From The Conversation:

While the Grand-Bassam attack took many people by surprise, such an event was predictable. Warnings had been issued, as they had been in Dakar, Senegal too. Reinforcements had been called on over the previous weeks.

The events come at a time when speculation has been rife about the uncontrolled proliferation in the Northern part of the country of Salafist mosques which might be used to stash weapons. These rumours have not been thoroughly verified. It is reasonable to assume that the Bassam attack was carried out using an organisational structure located outside of Côte d’Ivoire. The noms de guerre of the three terrorists, released by AQIM, suggest only one was Ivoirian (“Al Ansari”), while the two others come from a known pool of very young AQIM recruits from the Sahel region.
Clues as to how the situation will evolve can be found by examining the political class.
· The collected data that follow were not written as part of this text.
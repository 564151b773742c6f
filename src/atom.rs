use std::cell::Cell;
use std::fmt;

/// Identity of one reactive state cell.
///
/// An atom carries no value. It is only the join key between a [`Value`](crate::Value)
/// or [`Memo`](crate::Memo) and the reactions that read it.
#[derive(Clone, Copy, PartialEq, Eq, PartialOrd, Ord, Hash)]
pub struct AtomId(u64);

/// Logical clock reading.
pub type Revision = u64;

thread_local! {
	static NEXT_ATOM: Cell<u64> = Cell::new(0);
	static CLOCK: Cell<Revision> = Cell::new(0);
}

pub fn create_atom() -> AtomId {
	NEXT_ATOM.with(|next| {
		let id = next.get() + 1;
		next.set(id);
		AtomId(id)
	})
}

/// Current reading of the logical clock.
pub fn revision() -> Revision {
	CLOCK.with(|clock| clock.get())
}

/// Advances the logical clock by one and returns the new reading.
///
/// Called once per write that scheduled at least one reaction.
pub(crate) fn tick() -> Revision {
	CLOCK.with(|clock| {
		let next = clock.get() + 1;
		clock.set(next);
		next
	})
}

impl AtomId {
	pub fn as_u64(self) -> u64 {
		self.0
	}
}

impl fmt::Debug for AtomId {
	fn fmt(&self, f: &mut fmt::Formatter<'_>) -> fmt::Result {
		write!(f, "Atom#{}", self.0)
	}
}

#[cfg(test)]
mod tests {
	use super::*;

	#[test]
	fn atoms_are_monotonic() {
		let a = create_atom();
		let b = create_atom();
		let c = create_atom();

		assert!(a < b);
		assert!(b < c);
	}

	#[test]
	fn clock_only_moves_forward() {
		let before = revision();
		let next = tick();

		assert_eq!(next, before + 1);
		assert_eq!(revision(), next);
	}
}
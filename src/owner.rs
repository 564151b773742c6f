//! Ambient record of the running reaction and the active disposer scope.

use std::cell::Cell;

use crate::disposer::{create_disposer, flush_disposer, DisposerId};
use crate::reaction::ReactionId;

/// What is running right now.
///
/// `reaction` answers "who depends on what I read"; `disposer` answers
/// "where do cleanups go". Either may be absent.
#[derive(Debug, Default, Clone, Copy, PartialEq, Eq)]
pub struct Owner {
	pub disposer: Option<DisposerId>,
	pub reaction: Option<ReactionId>,
}

thread_local! {
	static CURRENT: Cell<Owner> = Cell::new(Owner::default());
}

impl Owner {
	/// The owner installed on this thread.
	pub fn current() -> Owner {
		CURRENT.with(|current| current.get())
	}

	/// An owner with neither a reaction nor a scope.
	pub fn detached() -> Owner {
		Owner::default()
	}

	pub fn with_disposer(self, disposer: Option<DisposerId>) -> Owner {
		Owner { disposer, ..self }
	}

	pub fn with_reaction(self, reaction: Option<ReactionId>) -> Owner {
		Owner { reaction, ..self }
	}
}

/// Restores the previous owner when dropped, including during unwinding.
struct Restore(Owner);

impl Drop for Restore {
	fn drop(&mut self) {
		let _ = CURRENT.try_with(|current| current.set(self.0));
	}
}

/// Runs `func` with `owner` installed, restoring the previous owner on every exit path.
///
/// Build partial overrides from [`Owner::current`]:
/// `run_with(Owner::current().with_reaction(None), ...)`.
pub fn run_with<R>(owner: Owner, func: impl FnOnce() -> R) -> R {
	let _restore = Restore(CURRENT.with(|current| current.replace(owner)));
	func()
}

/// Runs `func` without an active reaction, so nothing it reads is tracked.
///
/// Cleanups registered inside still go to the current scope.
pub fn freeze<R>(func: impl FnOnce() -> R) -> R {
	run_with(Owner::current().with_reaction(None), func)
}

/// Manual teardown handle for a [`root`] scope.
#[derive(Debug, Clone, Copy, PartialEq, Eq)]
pub struct Dispose(DisposerId);

impl Dispose {
	pub fn dispose(&self) {
		flush_disposer(self.0);
	}

	pub fn disposer(&self) -> DisposerId {
		self.0
	}
}

/// Opens a scope that is not owned by any reaction.
///
/// Reactions created inside live until [`Dispose::dispose`] is called, even
/// when `root` itself runs inside a reaction that later recomputes.
pub fn root<R>(func: impl FnOnce(Dispose) -> R) -> R {
	let disposer = create_disposer();
	let owner = Owner {
		disposer: Some(disposer),
		reaction: None,
	};

	run_with(owner, || func(Dispose(disposer)))
}
//! Batches, deduplicates and replays stale reactions.
//!
//! Writes hand the reactions they invalidate to [`schedule_reactions`]. The
//! first request after an idle period queues one microtask tick. When the tick
//! fires, the collected ids are replayed in ascending id order, i.e. creation
//! order. Reactions scheduled while a tick is draining join that same drain.

use std::cell::{Cell, RefCell};
use std::collections::BTreeSet;
use std::panic::{catch_unwind, AssertUnwindSafe};

use crate::error::{self, Error};
use crate::microtask;
use crate::owner::{run_with, Owner};
use crate::reaction::{run_reaction, ReactionId};

#[derive(Debug, Default, Clone, Copy, PartialEq, Eq, PartialOrd, Ord)]
pub enum Priority {
	#[default]
	Normal,
	/// Replayed by a timer task, after every pending microtask tick.
	Low,
}

#[derive(Default)]
struct Reactor {
	pending: BTreeSet<ReactionId>,
	low: BTreeSet<ReactionId>,
	draining: Option<BTreeSet<ReactionId>>,
	tick_requested: bool,
	low_tick_requested: bool,
}

thread_local! {
	static REACTOR: RefCell<Reactor> = RefCell::new(Reactor::default());
	static PRIORITY: Cell<Priority> = Cell::new(Priority::Normal);
}

fn with_reactor<R>(func: impl FnOnce(&mut Reactor) -> R) -> R {
	REACTOR.with(|reactor| func(&mut reactor.borrow_mut()))
}

pub fn current_priority() -> Priority {
	PRIORITY.with(|priority| priority.get())
}

/// Runs `func` with every scheduling request inside it tagged `priority`.
pub fn run_with_priority<R>(priority: Priority, func: impl FnOnce() -> R) -> R {
	struct Restore(Priority);

	impl Drop for Restore {
		fn drop(&mut self) {
			let _ = PRIORITY.try_with(|priority| priority.set(self.0));
		}
	}

	let _restore = Restore(PRIORITY.with(|current| current.replace(priority)));
	func()
}

pub fn schedule_reactions(reactions: impl IntoIterator<Item = ReactionId>) {
	let priority = current_priority();

	let (request_tick, request_low_tick) = with_reactor(|reactor| {
		let mut added = false;

		for id in reactions {
			added = true;

			match (priority, reactor.draining.as_mut()) {
				(Priority::Normal, Some(draining)) => {
					reactor.low.remove(&id);
					draining.insert(id);
				}
				(Priority::Normal, None) => {
					reactor.low.remove(&id);
					reactor.pending.insert(id);
				}
				(Priority::Low, draining) => {
					let queued = reactor.pending.contains(&id)
						|| draining.map_or(false, |draining| draining.contains(&id));
					if !queued {
						reactor.low.insert(id);
					}
				}
			}
		}

		if !added {
			return (false, false);
		}

		let request_tick = !reactor.pending.is_empty() && !reactor.tick_requested;
		if request_tick {
			reactor.tick_requested = true;
		}

		let request_low_tick = !reactor.low.is_empty() && !reactor.low_tick_requested;
		if request_low_tick {
			reactor.low_tick_requested = true;
		}

		(request_tick, request_low_tick)
	});

	if request_tick {
		tracing::trace!("tick requested");
		microtask::queue(tick);
	}

	if request_low_tick {
		tracing::trace!("low priority tick requested");
		microtask::queue_task(low_tick);
	}
}

/// Removes `reaction` from whatever set currently holds it. Always safe to call.
pub fn cancel_reaction(reaction: ReactionId) {
	let _ = REACTOR.try_with(|reactor| {
		let mut reactor = reactor.borrow_mut();
		let mut removed = reactor.pending.remove(&reaction);
		removed |= reactor.low.remove(&reaction);
		if let Some(draining) = reactor.draining.as_mut() {
			removed |= draining.remove(&reaction);
		}

		if removed {
			tracing::debug!(?reaction, "reaction cancelled");
		}
	});
}

/// Whether `reaction` is waiting to be replayed by a tick.
pub fn is_scheduled(reaction: ReactionId) -> bool {
	with_reactor(|reactor| {
		reactor.pending.contains(&reaction)
			|| reactor.low.contains(&reaction)
			|| reactor
				.draining
				.as_ref()
				.map_or(false, |draining| draining.contains(&reaction))
	})
}

/// Whether a tick is currently replaying reactions.
pub fn is_draining() -> bool {
	with_reactor(|reactor| reactor.draining.is_some())
}

fn tick() {
	let batch = with_reactor(|reactor| {
		reactor.tick_requested = false;
		std::mem::take(&mut reactor.pending)
	});

	drain(batch);
}

fn low_tick() {
	let batch = with_reactor(|reactor| {
		reactor.low_tick_requested = false;
		std::mem::take(&mut reactor.low)
	});

	drain(batch);
}

struct Draining;

impl Drop for Draining {
	fn drop(&mut self) {
		let _ = REACTOR.try_with(|reactor| reactor.borrow_mut().draining = None);
	}
}

fn drain(batch: BTreeSet<ReactionId>) {
	if batch.is_empty() {
		return;
	}

	let started = with_reactor(|reactor| match reactor.draining.as_mut() {
		Some(draining) => {
			draining.extend(batch.iter().copied());
			false
		}
		None => {
			reactor.draining = Some(batch);
			true
		}
	});

	if !started {
		return;
	}

	let _draining = Draining;
	let mut count = 0usize;
	tracing::trace!("drain started");

	loop {
		let next = with_reactor(|reactor| {
			let id = reactor.draining.as_mut().and_then(|draining| draining.pop_first());
			if let Some(id) = id {
				reactor.low.remove(&id);
			}
			id
		});

		let Some(reaction) = next else {
			break;
		};

		count += 1;
		let result = catch_unwind(AssertUnwindSafe(|| {
			run_with(Owner::detached(), || run_reaction(reaction))
		}));

		if let Err(payload) = result {
			error::report(Error::Computation {
				reaction,
				message: error::panic_message(&*payload),
			});
		}
	}

	tracing::trace!(count, "drain finished");
}
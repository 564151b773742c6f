use std::cell::Cell;

use crate::microtask;

thread_local! {
	static STARTED: Cell<bool> = Cell::new(false);
}

pub fn in_batch() -> bool {
	STARTED.with(|started| started.get())
}

struct Stop;

impl Drop for Stop {
	fn drop(&mut self) {
		let _ = STARTED.try_with(|started| started.set(false));
	}
}

fn batch_start() -> Option<Stop> {
	STARTED.with(|started| {
		if started.replace(true) {
			None
		} else {
			Some(Stop)
		}
	})
}

/// Runs `func` and then replays whatever it invalidated before returning.
///
/// Writes inside `func` are grouped as usual. When the outermost `batch`
/// returns and no microtask is already running, the pending reactor tick is
/// drained synchronously instead of waiting for the host loop. Nested batches
/// and batches inside a running tick only group.
pub fn batch<R>(func: impl FnOnce() -> R) -> R {
	let root = batch_start();
	let result = func();

	if let Some(stop) = root {
		drop(stop);
		if !microtask::in_microtask() {
			batch_run();
		}
	}

	result
}

pub fn batch_run() {
	let count = microtask::run_microtasks();
	tracing::trace!(count, "batch flushed");
}
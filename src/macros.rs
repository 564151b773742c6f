pub use enclose::*;

#[macro_export]
macro_rules! reactive {
    (( $($d_tt:tt)* ) $prev:ident => $($b:tt)*) => {
        $crate::reactive($crate::macros::enclose!(($( $d_tt )*) move |$prev| { $($b)* }))
    };
    ($prev:ident => $($b:tt)*) => {
        $crate::reactive(move |$prev| { $($b)* })
    };
}

#[macro_export]
macro_rules! memo {
    (( $($d_tt:tt)* ) => $($b:tt)*) => {
        $crate::Memo::new($crate::macros::enclose!(($( $d_tt )*) move || { $($b)* }))
    };
    (=> $($b:tt)*) => {
        $crate::Memo::new(move || { $($b)* })
    };
}

#[macro_export]
macro_rules! batch {
    (( $($d_tt:tt)* ) => $($b:tt)*) => {
        $crate::batch($crate::macros::enclose!(($( $d_tt )*) move || { $($b)* }))
    };
    (=> $($b:tt)*) => {
        $crate::batch(move || { $($b)* })
    };
}
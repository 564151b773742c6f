use std::cell::{Cell, RefCell};
use std::rc::Rc;

use atomic_reactor::microtask::{run_microtasks, run_until_idle};
use atomic_reactor::{
	batch, cancel_reaction, create_reaction, create_value, freeze, is_alive, on_cleanup, reactive, reactive_with, root,
	run_with_priority, schedule_reactions, set_error_handler, Error, Memo, Priority, Value,
};


use mock::{Observer, SharedObserver};

fn init() -> Rc<RefCell<Vec<Error>>> {
	let _ = tracing_subscriber::fmt()
		.with_max_level(tracing_subscriber::filter::LevelFilter::DEBUG)
		.with_test_writer()
		.try_init();

	let errors = Rc::new(RefCell::new(Vec::new()));
	set_error_handler({
		let errors = errors.clone();
		move |error| errors.borrow_mut().push(error.clone())
	});
	errors
}

#[test]
fn value_scenario() {
	let errors = init();
	let observer = SharedObserver::new();
	let (get, set) = create_value(1);

	observer.expect_saw(1, 1);

	root(|_| {
		reactive({
			let observer = observer.clone();
			move |_: Option<&()>| observer.lock().saw(get.get())
		});
	});

	observer.verify();

	set.set(2);
	observer.verify();

	observer.expect_saw(2, 1);
	run_microtasks();
	observer.verify();

	run_until_idle();
	assert!(errors.borrow().is_empty());
}

#[test]
fn repeated_writes_run_reaction_once() {
	let errors = init();
	let observer = SharedObserver::new();
	let a = Value::new(10);

	observer.expect_saw(10, 1);

	root(|_| {
		reactive({
			let a = a.clone();
			let observer = observer.clone();
			move |_: Option<&()>| observer.lock().saw(a.get())
		});
	});

	observer.verify();
	observer.expect_saw(40, 1);

	a.set(20);
	a.set(30);
	a.set(40);
	run_microtasks();

	observer.verify();
	assert!(errors.borrow().is_empty());
}

#[test]
fn equal_write_does_not_invalidate() {
	init();
	let observer = SharedObserver::new();
	let a = Value::new(1);

	observer.expect_saw(1, 1);

	root(|_| {
		reactive({
			let a = a.clone();
			let observer = observer.clone();
			move |_: Option<&()>| observer.lock().saw(a.get())
		});
	});

	observer.verify();
	observer.expect_saw(1, 0);

	a.set(1);
	run_until_idle();

	observer.verify();
}

#[test]
fn reactions_replay_in_creation_order() {
	init();
	let log = Rc::new(RefCell::new(Vec::new()));
	let first = Value::new(0);
	let second = Value::new(0);

	root(|_| {
		reactive({
			let first = first.clone();
			let log = log.clone();
			move |_: Option<&()>| log.borrow_mut().push(("first", first.get()))
		});
		reactive({
			let second = second.clone();
			let log = log.clone();
			move |_: Option<&()>| log.borrow_mut().push(("second", second.get()))
		});
	});

	log.borrow_mut().clear();

	second.set(1);
	first.set(1);
	run_microtasks();

	assert_eq!(*log.borrow(), vec![("first", 1), ("second", 1)]);
}

#[test]
fn reaction_scheduled_during_drain_runs_in_same_drain() {
	init();
	let log = Rc::new(RefCell::new(Vec::new()));

	let late = create_reaction({
		let log = log.clone();
		move |_| log.borrow_mut().push("late")
	});
	let early = create_reaction({
		let log = log.clone();
		move |_| {
			log.borrow_mut().push("early");
			schedule_reactions([late]);
		}
	});

	schedule_reactions([early]);
	assert_eq!(run_microtasks(), 1);

	assert_eq!(*log.borrow(), vec!["early", "late"]);
}

#[test]
fn cancelled_reaction_never_runs() {
	init();
	let observer = SharedObserver::new();
	observer.expect_runs(0);

	let reaction = create_reaction({
		let observer = observer.clone();
		move |_| observer.lock().ran()
	});

	schedule_reactions([reaction]);
	schedule_reactions([reaction]);
	cancel_reaction(reaction);
	run_until_idle();

	observer.verify();
}

#[test]
fn dependencies_follow_the_branch_taken() {
	init();
	let runs = Rc::new(Cell::new(0));
	let use_a = Value::new(true);
	let a = Value::new(0);
	let b = Value::new(0);

	root(|_| {
		reactive({
			let (use_a, a, b) = (use_a.clone(), a.clone(), b.clone());
			let runs = runs.clone();
			move |_: Option<&()>| {
				runs.set(runs.get() + 1);
				if use_a.get() {
					a.get();
				} else {
					b.get();
				}
			}
		});
	});
	assert_eq!(runs.get(), 1);

	b.set(1);
	run_microtasks();
	assert_eq!(runs.get(), 1);

	use_a.set(false);
	run_microtasks();
	assert_eq!(runs.get(), 2);

	a.set(1);
	run_microtasks();
	assert_eq!(runs.get(), 2);

	b.set(2);
	run_microtasks();
	assert_eq!(runs.get(), 3);
}

#[test]
fn scope_cleanups_run_once_in_order() {
	init();
	let log = Rc::new(RefCell::new(Vec::new()));

	let dispose = root(|dispose| {
		for name in ["a", "b", "c"] {
			let log = log.clone();
			on_cleanup(move || log.borrow_mut().push(name));
		}
		dispose
	});

	dispose.dispose();
	dispose.dispose();

	assert_eq!(*log.borrow(), vec!["a", "b", "c"]);
}

#[test]
fn memo_is_cached_until_read() {
	let errors = init();
	let observer = SharedObserver::new();
	let v = Value::new(1);

	observer.expect_runs(0);

	let memo = root(|_| {
		Memo::new({
			let v = v.clone();
			let observer = observer.clone();
			move || {
				observer.lock().ran();
				v.get()
			}
		})
	});

	v.set(2);
	observer.verify();

	observer.expect_runs(1);
	assert_eq!(memo.get(), 2);
	observer.verify();

	observer.expect_runs(0);
	assert_eq!(memo.get(), 2);
	run_until_idle();
	assert_eq!(memo.get(), 2);
	observer.verify();

	assert!(errors.borrow().is_empty());
}

#[test]
fn diamond_through_memos_runs_consumer_once() {
	init();
	let seen = Rc::new(RefCell::new(Vec::new()));
	let a = Value::new(1);

	root(|_| {
		let double = Memo::new({
			let a = a.clone();
			move || a.get() * 2
		});
		let triple = Memo::new({
			let a = a.clone();
			move || a.get() * 3
		});

		reactive({
			let seen = seen.clone();
			move |_: Option<&()>| seen.borrow_mut().push((double.get(), triple.get()))
		});
	});

	a.set(2);
	run_microtasks();

	assert_eq!(*seen.borrow(), vec![(2, 3), (4, 6)]);
}

#[test]
fn reader_older_than_memo_runs_once_per_write() {
	let errors = init();
	let v = Value::new(1);
	let slot: Rc<RefCell<Option<Memo<i32>>>> = Rc::new(RefCell::new(None));
	let seen = Rc::new(RefCell::new(Vec::new()));

	root(|_| {
		reactive({
			let (v, slot, seen) = (v.clone(), slot.clone(), seen.clone());
			move |_: Option<&()>| {
				let base = v.get();
				let derived = slot.borrow().as_ref().map(|memo| memo.get());
				seen.borrow_mut().push((base, derived));
			}
		});

		let memo = Memo::new({
			let v = v.clone();
			move || v.get() * 10
		});
		assert_eq!(memo.get(), 10);
		*slot.borrow_mut() = Some(memo);
	});

	v.set(2);
	run_microtasks();
	assert_eq!(*seen.borrow(), vec![(1, None), (2, Some(20))]);

	v.set(3);
	run_microtasks();
	assert_eq!(*seen.borrow(), vec![(1, None), (2, Some(20)), (3, Some(30))]);

	run_until_idle();
	assert!(errors.borrow().is_empty());
}

#[test]
fn memo_read_between_writes_stays_current() {
	init();
	let v = Value::new(1);
	let seen = Rc::new(RefCell::new(Vec::new()));

	let memo = root(|_| {
		let memo = Memo::new({
			let v = v.clone();
			move || v.get() * 2
		});

		reactive({
			let memo = memo.clone();
			let seen = seen.clone();
			move |_: Option<&()>| seen.borrow_mut().push(memo.get())
		});

		memo
	});

	v.set(2);
	assert_eq!(memo.get(), 4);
	v.set(3);
	run_microtasks();

	assert_eq!(memo.get(), 6);
	assert_eq!(seen.borrow().last(), Some(&6));
}

#[test]
fn reaction_writing_what_it_reads_does_not_loop() {
	let errors = init();
	let runs = Rc::new(Cell::new(0));
	let counter = Value::new(0);

	root(|_| {
		reactive({
			let counter = counter.clone();
			let runs = runs.clone();
			move |_: Option<&()>| {
				runs.set(runs.get() + 1);
				counter.set(counter.get() + 1);
			}
		});
	});

	run_until_idle();
	assert_eq!(runs.get(), 1);
	assert_eq!(counter.get_untracked(), 1);

	counter.set(10);
	run_until_idle();
	assert_eq!(runs.get(), 2);
	assert_eq!(counter.get_untracked(), 11);

	assert!(errors.borrow().is_empty());
}

#[test]
fn derived_write_reaches_observer_once() {
	init();
	let observer = SharedObserver::new();
	let a = Value::new(1i64);
	let b = Value::new(0i64);

	observer.expect_saw(2, 1);

	root(|_| {
		reactive({
			let (a, b) = (a.clone(), b.clone());
			move |_: Option<&()>| b.set(a.get() * 2)
		});
		reactive({
			let b = b.clone();
			let observer = observer.clone();
			move |_: Option<&()>| observer.lock().saw(b.get())
		});
	});

	observer.verify();
	observer.expect_saw(20, 1);

	a.set(10);
	run_microtasks();

	observer.verify();
}

#[test]
fn root_inside_reaction_survives_rerun() {
	init();
	let outer = Value::new(0);
	let inner = Value::new(0);
	let inner_runs = Rc::new(Cell::new(0));
	let roots = Rc::new(RefCell::new(Vec::new()));

	root(|_| {
		reactive({
			let (outer, inner) = (outer.clone(), inner.clone());
			let (inner_runs, roots) = (inner_runs.clone(), roots.clone());
			move |_: Option<&()>| {
				if outer.get() > 0 {
					return;
				}

				let inner = inner.clone();
				let inner_runs = inner_runs.clone();
				roots.borrow_mut().push(root(move |_| {
					reactive(move |_: Option<&()>| {
						inner.get();
						inner_runs.set(inner_runs.get() + 1);
					})
				}));
			}
		});
	});

	outer.set(1);
	run_microtasks();

	inner.set(1);
	run_microtasks();

	assert_eq!(inner_runs.get(), 2);
	assert!(is_alive(roots.borrow()[0]));
}

#[test]
fn frozen_reads_are_not_tracked() {
	init();
	let runs = Rc::new(Cell::new(0));
	let tracked = Value::new(0);
	let hidden = Value::new(0);

	root(|_| {
		reactive({
			let (tracked, hidden) = (tracked.clone(), hidden.clone());
			let runs = runs.clone();
			move |_: Option<&()>| {
				tracked.get();
				freeze(|| hidden.get());
				runs.set(runs.get() + 1);
			}
		});
	});

	hidden.set(1);
	run_microtasks();
	assert_eq!(runs.get(), 1);

	tracked.set(1);
	run_microtasks();
	assert_eq!(runs.get(), 2);
}

#[test]
fn batch_flushes_synchronously() {
	init();
	let seen = Rc::new(RefCell::new(Vec::new()));
	let a = Value::new(1);

	root(|_| {
		reactive({
			let a = a.clone();
			let seen = seen.clone();
			move |_: Option<&()>| seen.borrow_mut().push(a.get())
		});
	});

	batch(|| {
		a.set(2);
		a.set(3);
	});

	assert_eq!(*seen.borrow(), vec![1, 3]);
}

#[test]
fn low_priority_reaction_runs_after_normal_ones() {
	init();
	let log = Rc::new(RefCell::new(Vec::new()));

	let low = create_reaction({
		let log = log.clone();
		move |_| log.borrow_mut().push("low")
	});
	let normal = create_reaction({
		let log = log.clone();
		move |_| log.borrow_mut().push("normal")
	});

	run_with_priority(Priority::Low, || schedule_reactions([low]));
	schedule_reactions([normal]);
	run_until_idle();

	assert_eq!(*log.borrow(), vec!["normal", "low"]);
}

#[test]
fn panicking_reaction_is_reported_and_others_still_run() {
	let errors = init();
	let a = Value::new(0);
	let healthy = Rc::new(Cell::new(0));

	let broken = root(|_| {
		let broken = reactive({
			let a = a.clone();
			move |_: Option<&()>| {
				if a.get() == 1 {
					panic!("broken on one");
				}
			}
		});

		reactive({
			let a = a.clone();
			let healthy = healthy.clone();
			move |_: Option<&()>| healthy.set(a.get())
		});

		broken
	});

	a.set(1);
	run_until_idle();

	assert_eq!(healthy.get(), 1);
	assert_eq!(
		*errors.borrow(),
		vec![Error::Computation {
			reaction: broken,
			message: "broken on one".into()
		}]
	);

	a.set(2);
	run_until_idle();
	assert_eq!(healthy.get(), 2);
	assert_eq!(errors.borrow().len(), 1);
}

#[test]
fn accumulating_reactive() {
	init();
	let a = Value::new(1);
	let history = Rc::new(RefCell::new(Vec::new()));

	root(|_| {
		reactive_with(Vec::new(), {
			let a = a.clone();
			let history = history.clone();
			move |seen: &Vec<i32>| {
				let mut seen = seen.clone();
				seen.push(a.get());
				*history.borrow_mut() = seen.clone();
				seen
			}
		});
	});

	a.set(2);
	run_microtasks();
	a.set(3);
	run_microtasks();

	assert_eq!(*history.borrow(), vec![1, 2, 3]);
}

#[test]
fn capture_macros() {
	init();
	let a = Value::new(1);
	let b = Value::new(2);
	let seen = Rc::new(Cell::new(0));

	root(|_| {
		let sum = atomic_reactor::memo!((a, b) => a.get() + b.get());
		atomic_reactor::reactive!((sum, seen) _prev => seen.set(sum.get()));
	});

	assert_eq!(seen.get(), 3);

	b.set(5);
	run_microtasks();
	assert_eq!(seen.get(), 6);
}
The shock wave from the attacks seems to have bridged, however temporarily, the deep schisms of a country freshly emerged from a lengthy internal crisis. The trial of ex-President Gbagbo, accused by the International Criminal Court of crimes against humanity, began in late January. It has revived strong socio-political tensions and awakened painful memories of a lingering crisis, because of the bungled national reconciliation process.

Nevertheless, the attack benefited some on the national political scene. It diverted attention away from the bad press the government had been getting because of the trial of Gbagbo and his co-defendant, Charlé Blé Goudé. It allowed for the sudden resurgence of Bakayoko following the reasonably effective management of the attack by Ivorian security forces.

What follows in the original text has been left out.